Among the entries below, count each line holding the word "SpecMemorySheet". Write only the number.
• • • • •
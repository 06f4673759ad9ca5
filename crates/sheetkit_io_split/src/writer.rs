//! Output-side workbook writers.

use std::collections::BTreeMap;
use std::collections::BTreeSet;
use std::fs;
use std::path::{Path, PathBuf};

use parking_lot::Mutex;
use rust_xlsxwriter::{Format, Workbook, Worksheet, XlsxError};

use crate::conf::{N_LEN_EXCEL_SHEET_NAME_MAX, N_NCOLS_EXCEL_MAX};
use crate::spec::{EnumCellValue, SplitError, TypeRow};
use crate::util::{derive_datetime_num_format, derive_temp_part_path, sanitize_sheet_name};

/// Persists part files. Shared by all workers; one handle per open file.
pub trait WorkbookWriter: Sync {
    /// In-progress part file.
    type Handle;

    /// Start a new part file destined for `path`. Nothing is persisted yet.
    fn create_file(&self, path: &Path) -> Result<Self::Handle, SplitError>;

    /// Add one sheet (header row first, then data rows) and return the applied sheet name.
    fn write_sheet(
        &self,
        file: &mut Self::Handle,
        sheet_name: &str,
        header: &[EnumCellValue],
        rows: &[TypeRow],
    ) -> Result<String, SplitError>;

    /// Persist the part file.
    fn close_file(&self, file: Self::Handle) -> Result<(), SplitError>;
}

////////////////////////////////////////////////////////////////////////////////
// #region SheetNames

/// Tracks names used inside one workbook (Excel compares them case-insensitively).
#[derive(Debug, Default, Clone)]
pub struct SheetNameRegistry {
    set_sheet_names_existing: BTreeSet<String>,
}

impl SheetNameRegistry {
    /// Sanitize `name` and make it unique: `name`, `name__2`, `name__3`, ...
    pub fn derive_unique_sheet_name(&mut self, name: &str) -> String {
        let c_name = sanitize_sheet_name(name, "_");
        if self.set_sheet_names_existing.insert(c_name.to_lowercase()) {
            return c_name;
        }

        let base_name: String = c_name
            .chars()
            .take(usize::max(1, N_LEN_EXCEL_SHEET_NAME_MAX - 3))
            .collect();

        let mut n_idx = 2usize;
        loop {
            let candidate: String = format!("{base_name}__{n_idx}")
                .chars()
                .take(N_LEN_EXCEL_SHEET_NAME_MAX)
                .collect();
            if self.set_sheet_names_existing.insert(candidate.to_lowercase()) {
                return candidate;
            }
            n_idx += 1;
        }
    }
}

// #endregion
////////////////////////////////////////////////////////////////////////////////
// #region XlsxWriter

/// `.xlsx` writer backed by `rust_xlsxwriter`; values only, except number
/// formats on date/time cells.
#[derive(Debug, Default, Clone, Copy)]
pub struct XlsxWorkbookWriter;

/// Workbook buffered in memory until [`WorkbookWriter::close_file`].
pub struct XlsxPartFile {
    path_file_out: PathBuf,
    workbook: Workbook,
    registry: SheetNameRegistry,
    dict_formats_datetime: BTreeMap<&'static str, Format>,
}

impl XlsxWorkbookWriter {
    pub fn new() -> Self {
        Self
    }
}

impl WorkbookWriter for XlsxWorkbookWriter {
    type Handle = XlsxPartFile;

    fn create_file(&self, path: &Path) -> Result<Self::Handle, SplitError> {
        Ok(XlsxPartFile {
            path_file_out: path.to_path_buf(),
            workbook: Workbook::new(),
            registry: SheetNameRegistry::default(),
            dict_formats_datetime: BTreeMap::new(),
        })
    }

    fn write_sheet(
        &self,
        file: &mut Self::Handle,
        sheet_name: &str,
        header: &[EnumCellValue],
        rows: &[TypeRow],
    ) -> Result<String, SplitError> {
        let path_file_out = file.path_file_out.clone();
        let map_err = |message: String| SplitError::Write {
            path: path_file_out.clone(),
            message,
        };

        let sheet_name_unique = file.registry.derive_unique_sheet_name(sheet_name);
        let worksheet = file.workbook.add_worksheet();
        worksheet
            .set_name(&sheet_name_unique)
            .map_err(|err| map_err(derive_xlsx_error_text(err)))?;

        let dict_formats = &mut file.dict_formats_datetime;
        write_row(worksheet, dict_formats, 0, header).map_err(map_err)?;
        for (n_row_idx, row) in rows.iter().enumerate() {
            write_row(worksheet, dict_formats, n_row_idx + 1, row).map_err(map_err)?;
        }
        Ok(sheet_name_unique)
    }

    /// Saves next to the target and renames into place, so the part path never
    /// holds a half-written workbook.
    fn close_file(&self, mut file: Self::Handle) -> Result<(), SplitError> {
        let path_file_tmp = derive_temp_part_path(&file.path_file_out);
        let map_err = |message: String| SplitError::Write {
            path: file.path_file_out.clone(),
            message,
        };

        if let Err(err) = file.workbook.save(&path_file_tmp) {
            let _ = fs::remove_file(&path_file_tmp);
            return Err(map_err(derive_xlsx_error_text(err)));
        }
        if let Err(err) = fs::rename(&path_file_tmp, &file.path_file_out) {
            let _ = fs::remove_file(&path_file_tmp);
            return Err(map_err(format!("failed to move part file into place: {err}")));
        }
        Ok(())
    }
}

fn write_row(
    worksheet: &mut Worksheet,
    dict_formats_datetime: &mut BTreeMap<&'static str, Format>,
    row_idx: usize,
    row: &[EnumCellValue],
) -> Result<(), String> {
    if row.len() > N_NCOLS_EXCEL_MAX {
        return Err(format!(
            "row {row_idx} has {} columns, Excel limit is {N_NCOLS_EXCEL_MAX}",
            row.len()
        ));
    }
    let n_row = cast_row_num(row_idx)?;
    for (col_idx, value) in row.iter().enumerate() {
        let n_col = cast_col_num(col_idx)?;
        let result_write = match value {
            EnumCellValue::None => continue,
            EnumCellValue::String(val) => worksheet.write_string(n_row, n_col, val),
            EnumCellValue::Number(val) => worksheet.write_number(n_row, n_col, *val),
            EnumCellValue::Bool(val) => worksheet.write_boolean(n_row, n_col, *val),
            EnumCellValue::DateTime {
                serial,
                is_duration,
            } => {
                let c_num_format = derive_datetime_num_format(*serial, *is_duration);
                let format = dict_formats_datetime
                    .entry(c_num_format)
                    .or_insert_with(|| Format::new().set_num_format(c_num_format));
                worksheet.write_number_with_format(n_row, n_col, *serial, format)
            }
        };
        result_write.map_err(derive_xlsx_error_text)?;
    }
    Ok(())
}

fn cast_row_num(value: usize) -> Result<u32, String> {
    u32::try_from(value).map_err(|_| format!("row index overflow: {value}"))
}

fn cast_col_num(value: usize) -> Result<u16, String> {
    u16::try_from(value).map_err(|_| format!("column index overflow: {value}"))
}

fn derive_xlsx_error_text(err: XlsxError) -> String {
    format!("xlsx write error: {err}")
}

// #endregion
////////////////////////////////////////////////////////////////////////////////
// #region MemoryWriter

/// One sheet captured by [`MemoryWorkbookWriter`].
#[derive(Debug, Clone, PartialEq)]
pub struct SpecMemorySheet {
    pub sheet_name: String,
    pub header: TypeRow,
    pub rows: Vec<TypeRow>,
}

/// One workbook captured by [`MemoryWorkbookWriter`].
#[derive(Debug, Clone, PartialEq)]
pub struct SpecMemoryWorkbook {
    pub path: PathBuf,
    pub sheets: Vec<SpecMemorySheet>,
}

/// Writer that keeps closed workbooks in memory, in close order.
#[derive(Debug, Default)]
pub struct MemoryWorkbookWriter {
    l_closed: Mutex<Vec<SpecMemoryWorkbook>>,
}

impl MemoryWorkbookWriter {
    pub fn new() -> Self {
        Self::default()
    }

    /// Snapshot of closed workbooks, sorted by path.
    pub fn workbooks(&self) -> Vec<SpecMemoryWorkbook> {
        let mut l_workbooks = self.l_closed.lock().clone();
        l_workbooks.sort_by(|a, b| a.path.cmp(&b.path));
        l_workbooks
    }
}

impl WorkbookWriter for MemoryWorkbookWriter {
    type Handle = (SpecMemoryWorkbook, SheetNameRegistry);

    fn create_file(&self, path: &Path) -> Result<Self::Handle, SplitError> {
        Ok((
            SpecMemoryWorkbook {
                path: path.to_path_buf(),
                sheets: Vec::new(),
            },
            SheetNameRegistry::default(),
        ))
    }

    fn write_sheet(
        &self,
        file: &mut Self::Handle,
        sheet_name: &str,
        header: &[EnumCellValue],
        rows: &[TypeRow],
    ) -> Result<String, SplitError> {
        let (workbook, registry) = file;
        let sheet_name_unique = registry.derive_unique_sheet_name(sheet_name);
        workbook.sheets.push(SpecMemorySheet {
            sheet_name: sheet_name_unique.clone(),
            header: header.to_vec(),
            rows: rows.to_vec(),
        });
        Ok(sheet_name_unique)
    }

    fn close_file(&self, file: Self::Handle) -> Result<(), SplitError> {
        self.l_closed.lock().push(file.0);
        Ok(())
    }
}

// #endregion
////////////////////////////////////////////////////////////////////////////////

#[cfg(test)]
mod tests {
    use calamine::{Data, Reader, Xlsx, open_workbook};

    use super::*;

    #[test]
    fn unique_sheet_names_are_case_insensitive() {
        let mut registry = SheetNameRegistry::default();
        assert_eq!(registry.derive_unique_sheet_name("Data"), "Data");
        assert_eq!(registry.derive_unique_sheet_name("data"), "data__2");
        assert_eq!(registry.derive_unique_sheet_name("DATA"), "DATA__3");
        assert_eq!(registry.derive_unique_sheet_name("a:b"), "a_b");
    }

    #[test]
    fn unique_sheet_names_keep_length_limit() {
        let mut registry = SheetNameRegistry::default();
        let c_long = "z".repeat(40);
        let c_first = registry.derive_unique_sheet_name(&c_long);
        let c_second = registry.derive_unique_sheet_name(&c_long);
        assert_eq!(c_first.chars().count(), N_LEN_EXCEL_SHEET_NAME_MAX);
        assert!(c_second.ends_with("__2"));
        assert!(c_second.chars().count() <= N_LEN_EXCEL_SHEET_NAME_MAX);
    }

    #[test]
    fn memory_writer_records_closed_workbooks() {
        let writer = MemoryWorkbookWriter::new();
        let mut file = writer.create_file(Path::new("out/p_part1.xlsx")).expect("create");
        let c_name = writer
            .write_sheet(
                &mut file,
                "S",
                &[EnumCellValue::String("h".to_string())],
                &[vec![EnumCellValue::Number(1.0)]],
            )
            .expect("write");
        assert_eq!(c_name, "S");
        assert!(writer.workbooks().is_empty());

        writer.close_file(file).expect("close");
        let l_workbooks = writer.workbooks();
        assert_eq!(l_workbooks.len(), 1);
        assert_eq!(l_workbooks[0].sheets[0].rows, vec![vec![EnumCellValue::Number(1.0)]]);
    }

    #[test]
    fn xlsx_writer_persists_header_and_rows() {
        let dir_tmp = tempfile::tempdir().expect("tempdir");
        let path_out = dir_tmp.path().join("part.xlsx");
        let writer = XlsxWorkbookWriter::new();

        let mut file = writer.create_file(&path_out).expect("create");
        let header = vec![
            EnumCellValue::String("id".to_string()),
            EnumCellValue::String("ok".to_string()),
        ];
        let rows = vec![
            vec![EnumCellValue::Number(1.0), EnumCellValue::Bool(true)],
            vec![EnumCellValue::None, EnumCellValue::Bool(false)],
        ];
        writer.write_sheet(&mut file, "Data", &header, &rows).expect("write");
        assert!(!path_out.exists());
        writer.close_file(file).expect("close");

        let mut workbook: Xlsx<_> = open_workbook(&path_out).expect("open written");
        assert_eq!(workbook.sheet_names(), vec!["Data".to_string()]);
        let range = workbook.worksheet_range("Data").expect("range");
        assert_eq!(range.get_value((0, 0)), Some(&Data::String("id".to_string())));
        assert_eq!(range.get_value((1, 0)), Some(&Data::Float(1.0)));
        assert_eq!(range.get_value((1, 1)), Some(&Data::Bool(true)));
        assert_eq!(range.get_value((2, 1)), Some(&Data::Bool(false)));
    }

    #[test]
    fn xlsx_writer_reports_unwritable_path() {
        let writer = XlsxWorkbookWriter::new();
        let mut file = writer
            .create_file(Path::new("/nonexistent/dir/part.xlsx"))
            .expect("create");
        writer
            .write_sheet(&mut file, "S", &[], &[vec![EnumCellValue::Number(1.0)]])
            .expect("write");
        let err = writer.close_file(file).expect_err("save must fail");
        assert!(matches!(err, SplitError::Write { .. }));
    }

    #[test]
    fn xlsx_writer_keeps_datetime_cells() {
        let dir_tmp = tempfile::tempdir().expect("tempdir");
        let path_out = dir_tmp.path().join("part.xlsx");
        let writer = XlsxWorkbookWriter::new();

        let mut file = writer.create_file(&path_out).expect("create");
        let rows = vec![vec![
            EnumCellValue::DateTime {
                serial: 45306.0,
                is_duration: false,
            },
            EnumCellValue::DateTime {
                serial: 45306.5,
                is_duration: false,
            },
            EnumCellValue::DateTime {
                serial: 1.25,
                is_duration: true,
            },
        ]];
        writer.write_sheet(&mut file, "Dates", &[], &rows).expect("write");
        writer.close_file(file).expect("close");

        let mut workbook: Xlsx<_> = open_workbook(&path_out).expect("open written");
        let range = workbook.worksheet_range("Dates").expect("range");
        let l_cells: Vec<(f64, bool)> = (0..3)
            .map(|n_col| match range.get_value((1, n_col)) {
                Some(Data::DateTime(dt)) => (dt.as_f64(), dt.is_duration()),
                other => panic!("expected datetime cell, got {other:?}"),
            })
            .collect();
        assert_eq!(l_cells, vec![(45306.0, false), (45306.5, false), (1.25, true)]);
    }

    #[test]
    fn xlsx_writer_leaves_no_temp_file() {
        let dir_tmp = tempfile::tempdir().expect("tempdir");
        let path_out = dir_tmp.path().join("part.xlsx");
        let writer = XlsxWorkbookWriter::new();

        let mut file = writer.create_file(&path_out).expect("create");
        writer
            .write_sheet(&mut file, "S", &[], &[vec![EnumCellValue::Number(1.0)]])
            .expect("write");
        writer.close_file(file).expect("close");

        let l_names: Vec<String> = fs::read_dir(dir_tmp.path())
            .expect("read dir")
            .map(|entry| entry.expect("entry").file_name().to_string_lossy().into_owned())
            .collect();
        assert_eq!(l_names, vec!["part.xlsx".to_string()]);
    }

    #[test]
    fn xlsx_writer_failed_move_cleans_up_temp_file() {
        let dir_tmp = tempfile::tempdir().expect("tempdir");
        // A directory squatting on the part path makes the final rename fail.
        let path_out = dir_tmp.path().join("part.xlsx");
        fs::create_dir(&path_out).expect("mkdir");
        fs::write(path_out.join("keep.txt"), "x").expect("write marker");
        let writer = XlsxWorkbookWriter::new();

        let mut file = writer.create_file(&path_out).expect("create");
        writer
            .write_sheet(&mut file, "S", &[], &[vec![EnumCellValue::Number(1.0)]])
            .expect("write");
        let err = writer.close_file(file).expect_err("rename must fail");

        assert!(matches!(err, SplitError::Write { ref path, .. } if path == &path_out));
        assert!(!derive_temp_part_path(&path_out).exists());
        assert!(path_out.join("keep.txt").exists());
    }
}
• • • • •
WRITTEN REPLY: 3